I’m not gonna lie, my heart sank a little when I was told that, because already I’d had visions of inviting friends and family to come see a show containing a sketch that I came up with. But that’s the vanity talking. A sketch is no one’s sketch, it is everyone’s sketch. This double-edged sword, they pointed out, means I now get a share of the credit and the blame for what’s on stage at Shadowbox from this day forth.
Steve, the founder of Shadowbox, said the musical portion of the show is completely different from what we write.
“For one thing, the songs are already written, and they’re already hits,” he pointed out.
Shadowbox shows generally do a sketch followed by a song performance, followed by another sketch and so on. They also have some video segments in there, and I actually have a video series idea to share. But iPhone ad parodies might be overdone, sigh… We’ll see.
After the terrifying terms of my possible internship were laid out, completely without sugarcoat, Steve said with a laugh, “So how does all that sound?”
I laughed, too.
“Ummm… a little scary,” I admitted. “But, I still wanna do it.”
“Okay,” he said, and welcomed me to the family. I grinned like an idiot for several minutes.
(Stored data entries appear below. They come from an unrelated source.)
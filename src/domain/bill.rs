use std::fmt;

use chrono::{Datelike, NaiveDate};
use serde::{Deserialize, Serialize};

use crate::currency::{deserialize_amount, format_amount, parse_amount};
use crate::domain::common::{Displayable, Identifiable};
use crate::errors::BillError;

const DATE_FORMAT: &str = "%Y-%m-%d";

const MONTH_LABELS: [&str; 12] = [
    "Jan", "Feb", "Mar", "Apr", "May", "Jun", "Jul", "Aug", "Sep", "Oct", "Nov", "Dec",
];

/// Formats the Gregorian month of `date` as a three-letter abbreviation.
pub fn month_label(date: NaiveDate) -> &'static str {
    MONTH_LABELS[date.month0() as usize]
}

/// Unique key of a bill. Assigned once and never changed.
#[derive(Debug, Clone, Copy, PartialEq, Eq, PartialOrd, Ord, Hash, Serialize, Deserialize)]
#[serde(transparent)]
pub struct BillId(pub u64);

impl BillId {
    pub fn value(self) -> u64 {
        self.0
    }
}

impl fmt::Display for BillId {
    fn fmt(&self, f: &mut fmt::Formatter<'_>) -> fmt::Result {
        write!(f, "{}", self.0)
    }
}

/// A single recorded expense.
#[derive(Debug, Clone, PartialEq, Serialize, Deserialize)]
pub struct Bill {
    pub id: BillId,
    pub description: String,
    pub category: String,
    #[serde(deserialize_with = "deserialize_amount")]
    pub amount: f64,
    pub date: NaiveDate,
}

impl Bill {
    pub fn new(
        id: BillId,
        description: impl Into<String>,
        category: impl Into<String>,
        amount: f64,
        date: NaiveDate,
    ) -> Self {
        Self {
            id,
            description: description.into(),
            category: category.into(),
            amount,
            date,
        }
    }

    /// Short month name of the bill date ("Jan" through "Dec").
    pub fn month_label(&self) -> &'static str {
        month_label(self.date)
    }
}

impl Identifiable for Bill {
    fn id(&self) -> BillId {
        self.id
    }
}

impl Displayable for Bill {
    fn display_label(&self) -> String {
        format!(
            "{} - {} - {} - {}",
            self.description,
            self.category,
            format_amount(self.amount),
            self.date.format(DATE_FORMAT)
        )
    }
}

/// Bill fields as collected from a form, before an id is attached.
#[derive(Debug, Clone, PartialEq, Serialize, Deserialize)]
pub struct BillDraft {
    pub description: String,
    pub category: String,
    #[serde(deserialize_with = "deserialize_amount")]
    pub amount: f64,
    pub date: NaiveDate,
}

impl BillDraft {
    pub fn new(
        description: impl Into<String>,
        category: impl Into<String>,
        amount: f64,
        date: NaiveDate,
    ) -> Self {
        Self {
            description: description.into(),
            category: category.into(),
            amount,
            date,
        }
    }

    /// Builds a draft from raw form text. Dates use the `YYYY-MM-DD` form.
    pub fn parse(
        description: &str,
        category: &str,
        amount: &str,
        date: &str,
    ) -> Result<Self, BillError> {
        let amount = parse_amount(amount)?;
        let date = NaiveDate::parse_from_str(date.trim(), DATE_FORMAT)
            .map_err(|err| BillError::InvalidDate(format!("`{}`: {}", date.trim(), err)))?;
        Ok(Self::new(description, category, amount, date))
    }

    pub fn into_bill(self, id: BillId) -> Bill {
        Bill {
            id,
            description: self.description,
            category: self.category,
            amount: self.amount,
            date: self.date,
        }
    }
}

impl From<Bill> for BillDraft {
    fn from(bill: Bill) -> Self {
        Self {
            description: bill.description,
            category: bill.category,
            amount: bill.amount,
            date: bill.date,
        }
    }
}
The trouble is, no one at Shadowbox has seen anything I’ve ever written. I brought along a few sketch ideas I came up with last week but I’m glad I didn’t show them to anyone on the spot because I know no one was about to trouble themselves to cover their dismay at what they’d just done in giving me a chance. Also, the thing about comedy at Shadowbox is that it’s for everyone; they have no idea who’s going to come through the door on any given night so their humor has to have a wide appeal. I was explaining a sketch idea I had to my dad, a parody of “The Hills,” and when he admitted he wasn’t sure who Heidi Montag is, I said, “Okay, maybe this isn’t going to work.”
We have to write sketches about things everyone knows, characters everyone can relate to. And for a show that’s months down the road. Your topics are limited, your time is finite. Plus, it’s hard to write a Ted Strickland/John Kasich sketch in May for a show in October when we have no way of knowing what’s going to take place in state politics between now and then.
And in the next few days, I am going to have to develop the thick skin of Kenneth the Page and the independence and motivation of Liz Lemon, and, oh my God, I’m going to have to stop making “30 Rock” references before I start spending any actual time with these people.
The other cool thing about this chance of a lifetime is, the more Shadowbox succeeds, the more it can grow. The more money coming in, the more staff they can hire. I guess what I am trying to say is, give to the Shadowbox! Give and give and give! Pay tithe to church of local comedy. Donate generously here.
If I don’t suck at sketch comedy writing and stick with this, I could work at my dream job one day. Basically I was told it will be rough and painful and frustrating but if I live to survive it, I will come out a great writer on the other side. This makes me feel a strange combination of ill and elated. We’ll see which wins me over in the end.